A child in preschool does not learn what matters only from a formal lesson. They learn from the prayer before snack, the smell of challah on Friday morning, the staff they observe, the songs they hear, the language spoken around them, the images on the walls and the assumptions the adults around them treat as natural. Campers do not build a relationship with Israel only during “Israel Day.” They build it through music, food, Hebrew, Israeli staff, informal conversations and the way Israel quietly becomes part of the atmosphere of camp itself.

This is why the focus can no longer remain on program development. We need to talk about institutional design. 

One useful case study is the evolution of the  Z3 leadership lab over the years.  Originally, the labs consisted of meaningful learning experiences for cohorts drawn from different parts of the Jewish organizational world, based on the belief that one or two professionals from each organization could help shift its culture. Over time, we realized that if the goal is to influence how institutions shape identity, then it was not enough to train one or two professionals from each organization; we needed to go deeper within individual institutions. 

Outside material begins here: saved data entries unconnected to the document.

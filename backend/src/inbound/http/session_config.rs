//! Session configuration parsing and validation.
//!
//! The cookie session holds the access token, the player and the active
//! attempt, so its key, cookie flags and lifetime are validated up front.
//! Debug builds fall back to safe defaults with warnings; release builds
//! reject missing or invalid values.

use actix_web::cookie::time::Duration;
use actix_web::cookie::{Key, SameSite};
use mockable::Env;
use std::path::PathBuf;
use tracing::warn;
use zeroize::Zeroize;

pub mod fingerprint;
mod parsing;

use parsing::{Lenient, optional_minutes, parse_same_site, required_bool};

const SESSION_KEY_DEFAULT_PATH: &str = "/var/run/secrets/coderush_session_key";
const SESSION_KEY_MIN_LEN: usize = 64;
pub(crate) const COOKIE_SECURE_ENV: &str = "CODERUSH_SESSION_COOKIE_SECURE";
pub(crate) const SAMESITE_ENV: &str = "CODERUSH_SESSION_SAMESITE";
pub(crate) const ALLOW_EPHEMERAL_ENV: &str = "CODERUSH_SESSION_ALLOW_EPHEMERAL";
pub(crate) const KEY_FILE_ENV: &str = "CODERUSH_SESSION_KEY_FILE";
pub(crate) const TTL_ENV: &str = "CODERUSH_SESSION_TTL_MINUTES";
const TTL_MINUTES_DEFAULT: i64 = 120;
const TTL_MINUTES_RANGE: std::ops::RangeInclusive<i64> = 5..=720;

/// Build mode for session configuration validation.
#[derive(Clone, Copy, Debug, Eq, PartialEq)]
pub enum BuildMode {
    /// Debug builds tolerate defaults and emit warnings for missing toggles.
    Debug,
    /// Release builds require explicit, valid session toggles.
    Release,
}

impl BuildMode {
    /// Determine the build mode from `cfg!(debug_assertions)`.
    ///
    /// # Examples
    ///
    /// ```rust
    /// use coderush::inbound::http::session_config::BuildMode;
    ///
    /// let mode = BuildMode::from_debug_assertions();
    /// if cfg!(debug_assertions) {
    ///     assert_eq!(mode, BuildMode::Debug);
    /// } else {
    ///     assert_eq!(mode, BuildMode::Release);
    /// }
    /// ```
    #[must_use]
    pub fn from_debug_assertions() -> Self {
        if cfg!(debug_assertions) {
            Self::Debug
        } else {
            Self::Release
        }
    }

    /// Whether missing settings may fall back to local stand-ins.
    #[must_use]
    pub const fn is_debug(self) -> bool {
        matches!(self, Self::Debug)
    }
}

/// Session settings derived from configuration toggles.
pub struct SessionSettings {
    /// Signing key for cookie sessions.
    pub key: Key,
    /// Whether session cookies are marked `Secure`.
    pub cookie_secure: bool,
    /// Configured `SameSite` policy for session cookies.
    pub same_site: SameSite,
    /// How long a session, and with it a running attempt, survives.
    pub ttl: Duration,
}

/// Errors raised while validating session configuration.
#[derive(thiserror::Error, Debug)]
pub enum SessionConfigError {
    /// A required environment variable is missing.
    #[error("missing required environment variable: {name}")]
    MissingEnv { name: &'static str },
    /// A variable is present but contains an invalid value.
    #[error("invalid value for {name}='{value}'; expected {expected}")]
    InvalidEnv {
        name: &'static str,
        value: String,
        expected: &'static str,
    },
    /// Reading the session key file failed.
    #[error("failed to read session key at {path}: {source}")]
    KeyRead {
        path: PathBuf,
        #[source]
        source: std::io::Error,
    },
    /// The session key file exists but is too short for release builds.
    #[error("session key at {path} too short: need >= {min_len} bytes, got {length}")]
    KeyTooShort {
        path: PathBuf,
        length: usize,
        min_len: usize,
    },
    /// `SameSite=None` requires a secure cookie setting in release builds.
    #[error("CODERUSH_SESSION_SAMESITE=None requires CODERUSH_SESSION_COOKIE_SECURE=1")]
    InsecureSameSiteNone,
    /// Release builds must not allow ephemeral session keys.
    #[error("CODERUSH_SESSION_ALLOW_EPHEMERAL must be 0 in release builds")]
    EphemeralNotAllowed,
}

/// Build session settings from environment variables and build mode.
///
/// # Examples
///
/// ```rust
/// use coderush::inbound::http::session_config::{
///     session_settings_from_env, BuildMode,
/// };
/// use mockable::MockEnv;
///
/// # fn main() -> Result<(), Box<dyn std::error::Error>> {
/// let key_path = std::env::temp_dir().join("coderush_session_key_example");
/// std::fs::write(&key_path, vec![b'a'; 64])?;
///
/// let key_file = key_path.to_str().expect("valid path").to_string();
/// let mut env = MockEnv::new();
/// env.expect_string()
///     .returning(move |name| match name {
///         "CODERUSH_SESSION_KEY_FILE" => Some(key_file.clone()),
///         "CODERUSH_SESSION_COOKIE_SECURE" => Some("1".to_string()),
///         "CODERUSH_SESSION_SAMESITE" => Some("Strict".to_string()),
///         "CODERUSH_SESSION_ALLOW_EPHEMERAL" => Some("0".to_string()),
///         _ => None,
///     });
///
/// let settings = session_settings_from_env(&env, BuildMode::Release)?;
/// assert!(settings.cookie_secure);
/// assert_eq!(settings.ttl.whole_minutes(), 120);
///
/// std::fs::remove_file(&key_path)?;
/// # Ok(())
/// # }
/// ```
pub fn session_settings_from_env<E: Env>(
    env: &E,
    mode: BuildMode,
) -> Result<SessionSettings, SessionConfigError> {
    let lenient = Lenient(mode);
    let cookie_secure = required_bool(env, lenient, COOKIE_SECURE_ENV, true)?;
    let same_site = same_site_from_env(env, lenient, cookie_secure)?;
    let allow_ephemeral = required_bool(env, lenient, ALLOW_EPHEMERAL_ENV, false)?;
    if allow_ephemeral && !mode.is_debug() {
        return Err(SessionConfigError::EphemeralNotAllowed);
    }
    let ttl_minutes = optional_minutes(
        env,
        lenient,
        TTL_ENV,
        TTL_MINUTES_RANGE,
        TTL_MINUTES_DEFAULT,
    )?;
    let key = session_key_from_env(env, mode, allow_ephemeral)?;

    Ok(SessionSettings {
        key,
        cookie_secure,
        same_site,
        ttl: Duration::minutes(ttl_minutes),
    })
}

fn same_site_from_env<E: Env>(
    env: &E,
    lenient: Lenient,
    cookie_secure: bool,
) -> Result<SameSite, SessionConfigError> {
    let default = if lenient.0.is_debug() {
        SameSite::Lax
    } else {
        SameSite::Strict
    };
    match env.string(SAMESITE_ENV) {
        Some(raw) => parse_same_site(raw, lenient, cookie_secure, default),
        None => lenient.fallback(default, SessionConfigError::MissingEnv { name: SAMESITE_ENV }),
    }
}

fn session_key_from_env<E: Env>(
    env: &E,
    mode: BuildMode,
    allow_ephemeral: bool,
) -> Result<Key, SessionConfigError> {
    let key_path = env
        .string(KEY_FILE_ENV)
        .unwrap_or_else(|| SESSION_KEY_DEFAULT_PATH.to_owned());
    let path = PathBuf::from(key_path);

    match std::fs::read(&path) {
        Ok(mut bytes) => {
            let length = bytes.len();
            if mode == BuildMode::Release && length < SESSION_KEY_MIN_LEN {
                bytes.zeroize();
                return Err(SessionConfigError::KeyTooShort {
                    path,
                    length,
                    min_len: SESSION_KEY_MIN_LEN,
                });
            }
            let key = Key::derive_from(&bytes);
            bytes.zeroize();
            Ok(key)
        }
        Err(error) => {
            if mode.is_debug() || allow_ephemeral {
                warn!(
                    path = %path.display(),
                    error = %error,
                    "using temporary session key (dev only)"
                );
                Ok(Key::generate())
            } else {
                Err(SessionConfigError::KeyRead {
                    path,
                    source: error,
                })
            }
        }
    }
}

#[cfg(test)]
mod tests;
//! Reqwest-backed adapter for the hosted auth and database service.
//!
//! One client serves three ports: password auth through the GoTrue endpoints
//! and profile/leaderboard access through the PostgREST endpoints. The
//! adapter owns transport details only: URLs, headers, status mapping and
//! JSON decoding.

use std::time::Duration;

use async_trait::async_trait;
use reqwest::header::{AUTHORIZATION, HeaderMap, HeaderName, HeaderValue, InvalidHeaderValue};
use reqwest::{Client, RequestBuilder, StatusCode, Url};
use serde::de::DeserializeOwned;
use tracing::debug;
use zeroize::Zeroizing;

use super::dto::{
    DurationColumnsDto, DurationsUpsertDto, GotrueErrorDto, PasswordGrantDto,
    ProfileIdentityRowDto, SessionDto, SignUpMetadataDto, SignUpRequestDto, SignUpResponseDto,
};
use crate::domain::ports::{
    AuthGateway, AuthGatewayError, LeaderboardSource, LeaderboardSourceError, ProfileIdentity,
    ProfileRepository, ProfileRepositoryError,
};
use crate::domain::{
    AccessToken, AuthSession, Credentials, Email, LeaderboardRow, SignUpResult, TierDurations,
    UserId, Username,
};

const APIKEY_HEADER: HeaderName = HeaderName::from_static("apikey");
const PREFER_HEADER: HeaderName = HeaderName::from_static("prefer");
const MERGE_DUPLICATES: &str = "resolution=merge-duplicates,return=minimal";
const DURATION_COLUMNS: &str = "time_easy_ms,time_medium_ms,time_hard_ms";
const LEADERBOARD_COLUMNS: &str =
    "id,username,email,time_easy_ms,time_medium_ms,time_hard_ms,total_time_ms";

/// Errors raised while constructing [`SupabaseHttpBackend`].
#[derive(Debug, thiserror::Error)]
pub enum SupabaseBuildError {
    /// The project URL could not be extended with an endpoint path.
    #[error("invalid hosted backend url: {0}")]
    Url(#[from] url::ParseError),
    /// The anon key contains bytes not allowed in a header.
    #[error("invalid hosted backend anon key: {0}")]
    Key(#[from] InvalidHeaderValue),
    /// The HTTP client could not be built.
    #[error("failed to build hosted backend client: {0}")]
    Client(#[from] reqwest::Error),
}

struct Endpoints {
    token: Url,
    signup: Url,
    logout: Url,
    profiles: Url,
    leaderboard: Url,
}

impl Endpoints {
    fn new(project_url: &Url) -> Result<Self, url::ParseError> {
        let mut base = project_url.clone();
        if !base.path().ends_with('/') {
            let path = format!("{}/", base.path());
            base.set_path(&path);
        }
        let mut token = base.join("auth/v1/token")?;
        token.query_pairs_mut().append_pair("grant_type", "password");
        Ok(Self {
            token,
            signup: base.join("auth/v1/signup")?,
            logout: base.join("auth/v1/logout")?,
            profiles: base.join("rest/v1/profiles")?,
            leaderboard: base.join("rest/v1/public_leaderboard")?,
        })
    }
}

/// Adapter implementing [`AuthGateway`], [`ProfileRepository`] and
/// [`LeaderboardSource`] against one hosted project.
pub struct SupabaseHttpBackend {
    client: Client,
    endpoints: Endpoints,
    anon_key: Zeroizing<String>,
}

impl SupabaseHttpBackend {
    /// Build an adapter for `project_url` using the project's anon key.
    ///
    /// # Errors
    ///
    /// Returns [`SupabaseBuildError`] when the URL cannot be extended, the key
    /// is not a valid header value, or the client cannot be constructed.
    pub fn new(
        project_url: &Url,
        anon_key: impl Into<String>,
        timeout: Duration,
    ) -> Result<Self, SupabaseBuildError> {
        let anon_key = Zeroizing::new(anon_key.into());
        let mut apikey = HeaderValue::from_str(&anon_key)?;
        apikey.set_sensitive(true);
        let mut headers = HeaderMap::new();
        headers.insert(APIKEY_HEADER, apikey);
        let client = Client::builder()
            .timeout(timeout)
            .default_headers(headers)
            .build()?;
        Ok(Self {
            client,
            endpoints: Endpoints::new(project_url)?,
            anon_key,
        })
    }

    fn with_bearer(&self, request: RequestBuilder, token: &str) -> RequestBuilder {
        request.header(AUTHORIZATION, format!("Bearer {token}"))
    }

    fn anon(&self, request: RequestBuilder) -> RequestBuilder {
        self.with_bearer(request, &self.anon_key)
    }

    fn leaderboard_request(&self) -> RequestBuilder {
        self.anon(
            self.client
                .get(self.endpoints.leaderboard.clone())
                .query(&[("select", LEADERBOARD_COLUMNS)]),
        )
    }
}

/// Transport-level failure shared by every endpoint before it is mapped to a
/// port error.
#[derive(Debug)]
enum HttpFailure {
    Timeout(String),
    Transport(String),
    Status { status: StatusCode, body: Vec<u8> },
}

impl HttpFailure {
    fn describe(&self) -> String {
        match self {
            Self::Timeout(message) | Self::Transport(message) => message.clone(),
            Self::Status { status, body } => {
                let preview = body_preview(body);
                if preview.is_empty() {
                    format!("status {}", status.as_u16())
                } else {
                    format!("status {}: {preview}", status.as_u16())
                }
            }
        }
    }
}

fn map_transport_error(error: reqwest::Error) -> HttpFailure {
    if error.is_timeout() {
        HttpFailure::Timeout(error.to_string())
    } else {
        HttpFailure::Transport(error.to_string())
    }
}

async fn send(request: RequestBuilder) -> Result<Vec<u8>, HttpFailure> {
    let response = request.send().await.map_err(map_transport_error)?;
    let status = response.status();
    let body = response.bytes().await.map_err(map_transport_error)?;
    if status.is_success() {
        Ok(body.to_vec())
    } else {
        Err(HttpFailure::Status {
            status,
            body: body.to_vec(),
        })
    }
}

fn decode<T: DeserializeOwned>(body: &[u8]) -> Result<T, String> {
    serde_json::from_slice(body).map_err(|error| format!("invalid JSON payload: {error}"))
}

fn gotrue_message(body: &[u8]) -> Option<String> {
    serde_json::from_slice::<GotrueErrorDto>(body)
        .ok()
        .and_then(GotrueErrorDto::into_message)
}

fn map_sign_in_failure(failure: HttpFailure) -> AuthGatewayError {
    match failure {
        HttpFailure::Status { status, .. }
            if status == StatusCode::BAD_REQUEST || status == StatusCode::UNAUTHORIZED =>
        {
            AuthGatewayError::invalid_credentials()
        }
        other => map_auth_failure(other),
    }
}

fn map_auth_failure(failure: HttpFailure) -> AuthGatewayError {
    match failure {
        HttpFailure::Status { status, ref body } if status.is_client_error() => {
            let message = gotrue_message(body).unwrap_or_else(|| failure.describe());
            AuthGatewayError::rejected(message)
        }
        other => AuthGatewayError::unavailable(other.describe()),
    }
}

fn map_profile_failure(failure: HttpFailure) -> ProfileRepositoryError {
    match failure {
        HttpFailure::Status { status, .. } if status == StatusCode::CONFLICT => {
            ProfileRepositoryError::conflict(failure.describe())
        }
        HttpFailure::Status { status, .. } if status.is_client_error() => {
            ProfileRepositoryError::query(failure.describe())
        }
        other => ProfileRepositoryError::connection(other.describe()),
    }
}

fn map_leaderboard_failure(failure: HttpFailure) -> LeaderboardSourceError {
    match failure {
        HttpFailure::Status { status, .. } if status.is_client_error() => {
            LeaderboardSourceError::query(failure.describe())
        }
        other => LeaderboardSourceError::connection(other.describe()),
    }
}

fn body_preview(body: &[u8]) -> String {
    const PREVIEW_CHAR_LIMIT: usize = 160;

    let compact = String::from_utf8_lossy(body)
        .split_whitespace()
        .collect::<Vec<_>>()
        .join(" ");
    let preview = compact.chars().take(PREVIEW_CHAR_LIMIT).collect::<String>();
    if compact.chars().count() > PREVIEW_CHAR_LIMIT {
        format!("{preview}...")
    } else {
        preview
    }
}

#[async_trait]
impl AuthGateway for SupabaseHttpBackend {
    async fn sign_in_with_password(
        &self,
        email: &Email,
        password: &str,
    ) -> Result<AuthSession, AuthGatewayError> {
        let request = self.client.post(self.endpoints.token.clone()).json(&PasswordGrantDto {
            email: email.as_ref(),
            password,
        });
        let body = send(request).await.map_err(map_sign_in_failure)?;
        decode::<SessionDto>(&body)
            .and_then(SessionDto::into_domain)
            .map_err(AuthGatewayError::decode)
    }

    async fn sign_up(&self, credentials: &Credentials) -> Result<SignUpResult, AuthGatewayError> {
        let request = self.client.post(self.endpoints.signup.clone()).json(&SignUpRequestDto {
            email: credentials.email().as_ref(),
            password: credentials.password(),
            data: SignUpMetadataDto {
                username: credentials.username().as_ref(),
            },
        });
        let body = send(request).await.map_err(map_auth_failure)?;
        let result = decode::<SignUpResponseDto>(&body)
            .and_then(SignUpResponseDto::into_domain)
            .map_err(AuthGatewayError::decode)?;
        debug!(
            has_session = result.session.is_some(),
            "hosted sign-up completed"
        );
        Ok(result)
    }

    async fn sign_out(&self, token: &AccessToken) -> Result<(), AuthGatewayError> {
        let request = self.with_bearer(
            self.client.post(self.endpoints.logout.clone()),
            token.expose(),
        );
        send(request).await.map_err(map_auth_failure)?;
        Ok(())
    }
}

#[async_trait]
impl ProfileRepository for SupabaseHttpBackend {
    async fn username_taken(&self, username: &Username) -> Result<bool, ProfileRepositoryError> {
        let filter = format!("eq.{}", username.as_ref());
        let request = self.anon(self.client.get(self.endpoints.profiles.clone()).query(&[
            ("select", "id"),
            ("username", filter.as_str()),
            ("limit", "1"),
        ]));
        let body = send(request).await.map_err(map_profile_failure)?;
        let rows: Vec<serde_json::Value> =
            decode(&body).map_err(ProfileRepositoryError::query)?;
        Ok(!rows.is_empty())
    }

    async fn upsert_identity(
        &self,
        identity: &ProfileIdentity,
        token: &AccessToken,
    ) -> Result<(), ProfileRepositoryError> {
        let request = self.with_bearer(
            self.client
                .post(self.endpoints.profiles.clone())
                .header(PREFER_HEADER, MERGE_DUPLICATES)
                .json(&ProfileIdentityRowDto::from(identity)),
            token.expose(),
        );
        send(request).await.map_err(map_profile_failure)?;
        Ok(())
    }

    async fn find_durations(
        &self,
        user_id: &UserId,
        token: &AccessToken,
    ) -> Result<Option<TierDurations>, ProfileRepositoryError> {
        let filter = format!("eq.{user_id}");
        let request = self.with_bearer(
            self.client
                .get(self.endpoints.profiles.clone())
                .query(&[("select", DURATION_COLUMNS), ("id", filter.as_str())]),
            token.expose(),
        );
        let body = send(request).await.map_err(map_profile_failure)?;
        let rows: Vec<DurationColumnsDto> =
            decode(&body).map_err(ProfileRepositoryError::query)?;
        Ok(rows.into_iter().next().map(TierDurations::from))
    }

    async fn upsert_durations(
        &self,
        user_id: &UserId,
        durations: &TierDurations,
        token: &AccessToken,
    ) -> Result<(), ProfileRepositoryError> {
        let request = self.with_bearer(
            self.client
                .post(self.endpoints.profiles.clone())
                .header(PREFER_HEADER, MERGE_DUPLICATES)
                .json(&DurationsUpsertDto {
                    id: user_id.as_ref(),
                    durations: DurationColumnsDto::from(durations),
                }),
            token.expose(),
        );
        send(request).await.map_err(map_profile_failure)?;
        Ok(())
    }
}

#[async_trait]
impl LeaderboardSource for SupabaseHttpBackend {
    async fn fetch_rows(&self) -> Result<Vec<LeaderboardRow>, LeaderboardSourceError> {
        let body = send(self.leaderboard_request())
            .await
            .map_err(map_leaderboard_failure)?;
        decode(&body).map_err(LeaderboardSourceError::query)
    }
}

Drawing on our own experience as JCC professionals, we began focusing on the JCC ecosystem. Today, executives, preschool directors, camp directors, educators, and board members learn together through the lens of their own professional responsibilities, as delegations from the same JCC, creating a shared institutional context. The goal is not for each participant to learn to run an Israel program within their department. The goal is for each of them to understand how Israel and Jewish peoplehood already intersect with the responsibilities they hold: curriculum choices, staff culture, parent communication, hiring decisions, budget priorities, camp culture, organizational vision and more. This is what allows values and implementation to align across the institution.

Different communities have interpreted this idea in ways that reflect their own culture and priorities. One JCC, for example, revisited its mission statement to better reflect the varied ways community members relate to Israel. Another redesigned its welcome hall to include an interactive screen where visitors can explore places across Israel. A third launched a Hebrew-speaking class in its preschool. Beyond those examples, six additional communities have hosted their own Z3 conferences and leadership labs, a number we expect to grow in the coming years, creating local spaces for conversations about Peoplehood and Israel.

What these efforts share is not a program model but a mindset. The institutions that seem to make progress are often those that stop asking what Israel initiative to add next and begin asking how Israel and Jewish Peoplehood might already live within the work they are doing every day. Today, more than 350 professionals have participated in this learning journey, adapting these ideas to the realities of their own community.

Israel education successfully built the infrastructure that makes Israel and Jewish Peoplehood a priority in these institutions. The next stage is to see Israel education as integral to Jewish identity and a way to influence the entirety of Jewish institutional life. 

As long as Israel remains a program, the rest of the institution remains exempt. The next stage is not another Israel program, but reconceiving Jewish institutions in a way that understands Israel as part of the identity they seek to shape.

Dror Stein is the director of content and leadership at the Z3 Project, an initiative of the Oshman Family JCC in Palo Alto, Calif.